- _WHAT TO DO_
Copy each line from the entries that the word "settings" appears in.

Extracted records:
------------------------

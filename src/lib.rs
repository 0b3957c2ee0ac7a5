//! Wellbeing Chat - scripted wellbeing questionnaire
//!
//! A fixed bank of ten questions is walked through as a three-step
//! conversation. The finished transcript gets a keyword-based sentiment
//! label and is saved, best effort, to a MongoDB collection.

pub mod adapters;
pub mod application;
pub mod config;
pub mod domain;
pub mod ports;
//! HTTP listener and session lifetime settings

use serde::Deserialize;
use std::net::SocketAddr;
use std::time::Duration;

use super::error::ValidationError;

/// Longest request the server will wait on, in seconds.
const MAX_REQUEST_TIMEOUT_SECS: u64 = 300;

/// Listener, logging and session lifetime settings.
#[derive(Debug, Clone, Deserialize)]
pub struct ServerConfig {
    /// Bind address
    #[serde(default = "default_host")]
    pub host: String,

    #[serde(default = "default_port")]
    pub port: u16,

    /// Selects the log format: JSON in production, compact otherwise
    #[serde(default)]
    pub environment: Environment,

    /// `EnvFilter` directive used when `RUST_LOG` is unset
    #[serde(default = "default_log_level")]
    pub log_level: String,

    /// Upper bound for one HTTP request, including a summary save
    #[serde(default = "default_request_timeout")]
    pub request_timeout_secs: u64,

    /// Seconds a session may go untouched before it is evicted
    #[serde(default = "default_session_idle_timeout")]
    pub session_idle_timeout_secs: u64,

    /// Browser origins allowed to call the API (comma-separated)
    pub cors_origins: Option<String>,
}

/// Deployment flavour.
#[derive(Debug, Clone, Copy, Deserialize, PartialEq, Eq, Default)]
#[serde(rename_all = "lowercase")]
pub enum Environment {
    #[default]
    Development,
    Production,
}

impl ServerConfig {
    pub fn socket_addr(&self) -> Result<SocketAddr, ValidationError> {
        let addr = format!("{}:{}", self.host, self.port);
        addr.parse()
            .map_err(|_| ValidationError::InvalidSocketAddr(addr))
    }

    pub fn is_production(&self) -> bool {
        self.environment == Environment::Production
    }

    pub fn request_timeout(&self) -> Duration {
        Duration::from_secs(self.request_timeout_secs)
    }

    pub fn session_idle_timeout(&self) -> Duration {
        Duration::from_secs(self.session_idle_timeout_secs)
    }

    /// How often idle sessions are swept: a quarter of the idle timeout,
    /// never less than a second.
    pub fn session_sweep_interval(&self) -> Duration {
        (self.session_idle_timeout() / 4).max(Duration::from_secs(1))
    }

    /// Non-empty, trimmed entries of `cors_origins`.
    pub fn cors_origins_list(&self) -> Vec<String> {
        let Some(raw) = self.cors_origins.as_deref() else {
            return Vec::new();
        };
        raw.split(',')
            .map(str::trim)
            .filter(|origin| !origin.is_empty())
            .map(String::from)
            .collect()
    }

    pub fn validate(&self) -> Result<(), ValidationError> {
        if self.port == 0 {
            return Err(ValidationError::InvalidPort);
        }
        if !(1..=MAX_REQUEST_TIMEOUT_SECS).contains(&self.request_timeout_secs) {
            return Err(ValidationError::InvalidTimeout);
        }
        if self.session_idle_timeout_secs == 0 {
            return Err(ValidationError::InvalidTimeout);
        }
        self.socket_addr().map(|_| ())
    }
}

impl Default for ServerConfig {
    fn default() -> Self {
        Self {
            host: default_host(),
            port: default_port(),
            environment: Environment::default(),
            log_level: default_log_level(),
            request_timeout_secs: default_request_timeout(),
            session_idle_timeout_secs: default_session_idle_timeout(),
            cors_origins: None,
        }
    }
}

fn default_host() -> String {
    "0.0.0.0".to_string()
}

fn default_port() -> u16 {
    8080
}

fn default_log_level() -> String {
    "info,wellbeing_chat=debug,mongodb=warn".to_string()
}

fn default_request_timeout() -> u64 {
    30
}

fn default_session_idle_timeout() -> u64 {
    30 * 60
}

#[cfg(test)]
mod tests {
    use super::*;

    #[test]
    fn defaults_bind_all_interfaces_in_development() {
        let config = ServerConfig::default();
        assert_eq!(config.socket_addr().unwrap().to_string(), "0.0.0.0:8080");
        assert!(!config.is_production());
        assert!(config.validate().is_ok());
    }

    #[test]
    fn environment_deserializes_lowercase() {
        let env: Environment = serde_json::from_str("\"production\"").unwrap();
        assert_eq!(env, Environment::Production);
        assert!(serde_json::from_str::<Environment>("\"staging\"").is_err());
    }

    #[test]
    fn rejects_unparseable_host() {
        let config = ServerConfig {
            host: "not a host".to_string(),
            ..Default::default()
        };
        assert!(matches!(
            config.validate(),
            Err(ValidationError::InvalidSocketAddr(_))
        ));
    }

    #[test]
    fn cors_origins_skip_blanks() {
        let config = ServerConfig {
            cors_origins: Some("http://localhost:5173, ,http://localhost:3000,".to_string()),
            ..Default::default()
        };
        assert_eq!(
            config.cors_origins_list(),
            vec!["http://localhost:5173", "http://localhost:3000"]
        );
        assert!(ServerConfig::default().cors_origins_list().is_empty());
    }

    #[test]
    fn port_zero_is_invalid() {
        let config = ServerConfig {
            port: 0,
            ..Default::default()
        };
        assert!(matches!(config.validate(), Err(ValidationError::InvalidPort)));
    }

    #[test]
    fn request_timeout_must_be_bounded() {
        for secs in [0, MAX_REQUEST_TIMEOUT_SECS + 1] {
            let config = ServerConfig {
                request_timeout_secs: secs,
                ..Default::default()
            };
            assert!(matches!(config.validate(), Err(ValidationError::InvalidTimeout)));
        }
        let config = ServerConfig {
            request_timeout_secs: 45,
            ..Default::default()
        };
        assert_eq!(config.request_timeout(), Duration::from_secs(45));
    }

    #[test]
    fn idle_timeout_drives_sweep_interval() {
        let config = ServerConfig {
            session_idle_timeout_secs: 600,
            ..Default::default()
        };
        assert_eq!(config.session_idle_timeout(), Duration::from_secs(600));
        assert_eq!(config.session_sweep_interval(), Duration::from_secs(150));

        let tiny = ServerConfig {
            session_idle_timeout_secs: 2,
            ..Default::default()
        };
        assert_eq!(tiny.session_sweep_interval(), Duration::from_secs(1));
    }

    #[test]
    fn zero_idle_timeout_is_invalid() {
        let config = ServerConfig {
            session_idle_timeout_secs: 0,
            ..Default::default()
        };
        assert!(matches!(config.validate(), Err(ValidationError::InvalidTimeout)));
    }
}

------------------------

- _TASK OUTPUT_
//! HTTP listener and session lifetime settings
/// Listener, logging and session lifetime settings.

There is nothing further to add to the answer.